● GOAL OF THE EXERCISE
Can you give all the records again without altering a single character?

● EXERCISE MATERIALS
══════════════════════════════
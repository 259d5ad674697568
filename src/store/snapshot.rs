//! Snapshot sink: the latest run as a CSV file.
//!
//! The header is `title,link,hotcount,platform,slist,rectime`. The file is
//! written next to the target and renamed over it, so readers see either the
//! previous snapshot or the new one, never a mix.

use super::PersistenceError;
use crate::models::RankingEntry;
use std::fs;
use std::path::{Path, PathBuf};
use tracing::{info, instrument};

/// Replace the snapshot at `path` with `entries`.
///
/// # Arguments
///
/// * `entries` - Rows of this run; an empty slice leaves a header-only file
/// * `path` - Snapshot location; parent directories are created
///
/// # Returns
///
/// The number of rows written, or [`PersistenceError::Snapshot`].
#[instrument(level = "info", skip_all, fields(path = %path.display(), count = entries.len()))]
pub fn persist(entries: &[RankingEntry], path: &Path) -> Result<usize, PersistenceError> {
    let fail = |source: Box<dyn std::error::Error + Send + Sync>| PersistenceError::Snapshot {
        path: path.to_path_buf(),
        source,
    };

    if let Some(parent) = path.parent().filter(|p| !p.as_os_str().is_empty()) {
        fs::create_dir_all(parent).map_err(|e| fail(e.into()))?;
    }

    let tmp = tmp_path(path);
    let written = write_csv(entries, &tmp).and_then(|()| fs::rename(&tmp, path).map_err(Into::into));
    if let Err(e) = written {
        let _ = fs::remove_file(&tmp);
        return Err(fail(e));
    }

    info!("Wrote snapshot");
    Ok(entries.len())
}

fn write_csv(
    entries: &[RankingEntry],
    path: &Path,
) -> Result<(), Box<dyn std::error::Error + Send + Sync>> {
    let mut writer = csv::Writer::from_path(path)?;
    if entries.is_empty() {
        // serde only emits the header alongside the first record
        writer.write_record(["title", "link", "hotcount", "platform", "slist", "rectime"])?;
    }
    for entry in entries {
        writer.serialize(entry)?;
    }
    writer.flush()?;
    Ok(())
}

fn tmp_path(path: &Path) -> PathBuf {
    let mut name = path
        .file_name()
        .map(|n| n.to_os_string())
        .unwrap_or_default();
    name.push(".tmp");
    path.with_file_name(name)
}

/// Read a snapshot back.
pub fn read(path: &Path) -> Result<Vec<RankingEntry>, csv::Error> {
    let mut reader = csv::Reader::from_path(path)?;
    reader.deserialize().collect()
}

#[cfg(test)]
mod tests {
    use super::*;

    fn entry(title: &str) -> RankingEntry {
        RankingEntry {
            title: title.to_string(),
            link: format!("https://tophub.today/{title}"),
            hotcount: "1万".to_string(),
            platform: "知乎".to_string(),
            slist: String::new(),
            rectime: String::new(),
        }
    }

    #[test]
    fn test_header_and_rows() {
        let dir = tempfile::tempdir().unwrap();
        let path = dir.path().join("snap.csv");
        persist(&[entry("a"), entry("b, with comma")], &path).unwrap();

        let raw = fs::read_to_string(&path).unwrap();
        assert!(raw.starts_with("title,link,hotcount,platform,slist,rectime\n"));
        assert_eq!(read(&path).unwrap(), vec![entry("a"), entry("b, with comma")]);
    }

    #[test]
    fn test_second_persist_replaces_first() {
        let dir = tempfile::tempdir().unwrap();
        let path = dir.path().join("nested/snap.csv");
        persist(&[entry("a1"), entry("a2"), entry("a3")], &path).unwrap();
        persist(&[entry("b1")], &path).unwrap();

        assert_eq!(read(&path).unwrap(), vec![entry("b1")]);
        assert!(!dir.path().join("nested/snap.csv.tmp").exists());
    }

    #[test]
    fn test_empty_run_writes_header_only() {
        let dir = tempfile::tempdir().unwrap();
        let path = dir.path().join("snap.csv");
        persist(&[entry("a")], &path).unwrap();
        assert_eq!(persist(&[], &path).unwrap(), 0);
        assert!(read(&path).unwrap().is_empty());
        assert_eq!(
            fs::read_to_string(&path).unwrap(),
            "title,link,hotcount,platform,slist,rectime\n"
        );
    }

    #[test]
    fn test_unwritable_target_is_an_error() {
        let dir = tempfile::tempdir().unwrap();
        // the target is an existing directory, so the rename fails
        let path = dir.path().join("taken");
        fs::create_dir(&path).unwrap();
        assert!(matches!(
            persist(&[entry("a")], &path),
            Err(PersistenceError::Snapshot { .. })
        ));
    }
}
══════════════════════════════
● RESULT
repository 259d5ad674697568
filename src/store/snapshot.rs
//! Snapshot sink: the latest run as a CSV file.
//!
//! The header is `title,link,hotcount,platform,slist,rectime`. The file is
//! written next to the target and renamed over it, so readers see either the
//! previous snapshot or the new one, never a mix.

use super::PersistenceError;
use crate::models::RankingEntry;
use std::fs;
use std::path::{Path, PathBuf};
use tracing::{info, instrument};

/// Replace the snapshot at `path` with `entries`.
///
/// # Arguments
///
/// * `entries` - Rows of this run; an empty slice leaves a header-only file
/// * `path` - Snapshot location; parent directories are created
///
/// # Returns
///
/// The number of rows written, or [`PersistenceError::Snapshot`].
#[instrument(level = "info", skip_all, fields(path = %path.display(), count = entries.len()))]
pub fn persist(entries: &[RankingEntry], path: &Path) -> Result<usize, PersistenceError> {
    let fail = |source: Box<dyn std::error::Error + Send + Sync>| PersistenceError::Snapshot {
        path: path.to_path_buf(),
        source,
    };

    if let Some(parent) = path.parent().filter(|p| !p.as_os_str().is_empty()) {
        fs::create_dir_all(parent).map_err(|e| fail(e.into()))?;
    }

    let tmp = tmp_path(path);
    let written = write_csv(entries, &tmp).and_then(|()| fs::rename(&tmp, path).map_err(Into::into));
    if let Err(e) = written {
        let _ = fs::remove_file(&tmp);
        return Err(fail(e));
    }

    info!("Wrote snapshot");
    Ok(entries.len())
}

fn write_csv(
    entries: &[RankingEntry],
    path: &Path,
) -> Result<(), Box<dyn std::error::Error + Send + Sync>> {
    let mut writer = csv::Writer::from_path(path)?;
    if entries.is_empty() {
        // serde only emits the header alongside the first record
        writer.write_record(["title", "link", "hotcount", "platform", "slist", "rectime"])?;
    }
    for entry in entries {
        writer.serialize(entry)?;
    }
    writer.flush()?;
    Ok(())
}

fn tmp_path(path: &Path) -> PathBuf {
    let mut name = path
        .file_name()
        .map(|n| n.to_os_string())
        .unwrap_or_default();
    name.push(".tmp");
    path.with_file_name(name)
}

/// Read a snapshot back.
pub fn read(path: &Path) -> Result<Vec<RankingEntry>, csv::Error> {
    let mut reader = csv::Reader::from_path(path)?;
    reader.deserialize().collect()
}

#[cfg(test)]
mod tests {
    use super::*;

    fn entry(title: &str) -> RankingEntry {
        RankingEntry {
            title: title.to_string(),
            link: format!("https://tophub.today/{title}"),
            hotcount: "1万".to_string(),
            platform: "知乎".to_string(),
            slist: String::new(),
            rectime: String::new(),
        }
    }

    #[test]
    fn test_header_and_rows() {
        let dir = tempfile::tempdir().unwrap();
        let path = dir.path().join("snap.csv");
        persist(&[entry("a"), entry("b, with comma")], &path).unwrap();

        let raw = fs::read_to_string(&path).unwrap();
        assert!(raw.starts_with("title,link,hotcount,platform,slist,rectime\n"));
        assert_eq!(read(&path).unwrap(), vec![entry("a"), entry("b, with comma")]);
    }

    #[test]
    fn test_second_persist_replaces_first() {
        let dir = tempfile::tempdir().unwrap();
        let path = dir.path().join("nested/snap.csv");
        persist(&[entry("a1"), entry("a2"), entry("a3")], &path).unwrap();
        persist(&[entry("b1")], &path).unwrap();

        assert_eq!(read(&path).unwrap(), vec![entry("b1")]);
        assert!(!dir.path().join("nested/snap.csv.tmp").exists());
    }

    #[test]
    fn test_empty_run_writes_header_only() {
        let dir = tempfile::tempdir().unwrap();
        let path = dir.path().join("snap.csv");
        persist(&[entry("a")], &path).unwrap();
        assert_eq!(persist(&[], &path).unwrap(), 0);
        assert!(read(&path).unwrap().is_empty());
        assert_eq!(
            fs::read_to_string(&path).unwrap(),
            "title,link,hotcount,platform,slist,rectime\n"
        );
    }

    #[test]
    fn test_unwritable_target_is_an_error() {
        let dir = tempfile::tempdir().unwrap();
        // the target is an existing directory, so the rename fails
        let path = dir.path().join("taken");
        fs::create_dir(&path).unwrap();
        assert!(matches!(
            persist(&[entry("a")], &path),
            Err(PersistenceError::Snapshot { .. })
        ));
    }
}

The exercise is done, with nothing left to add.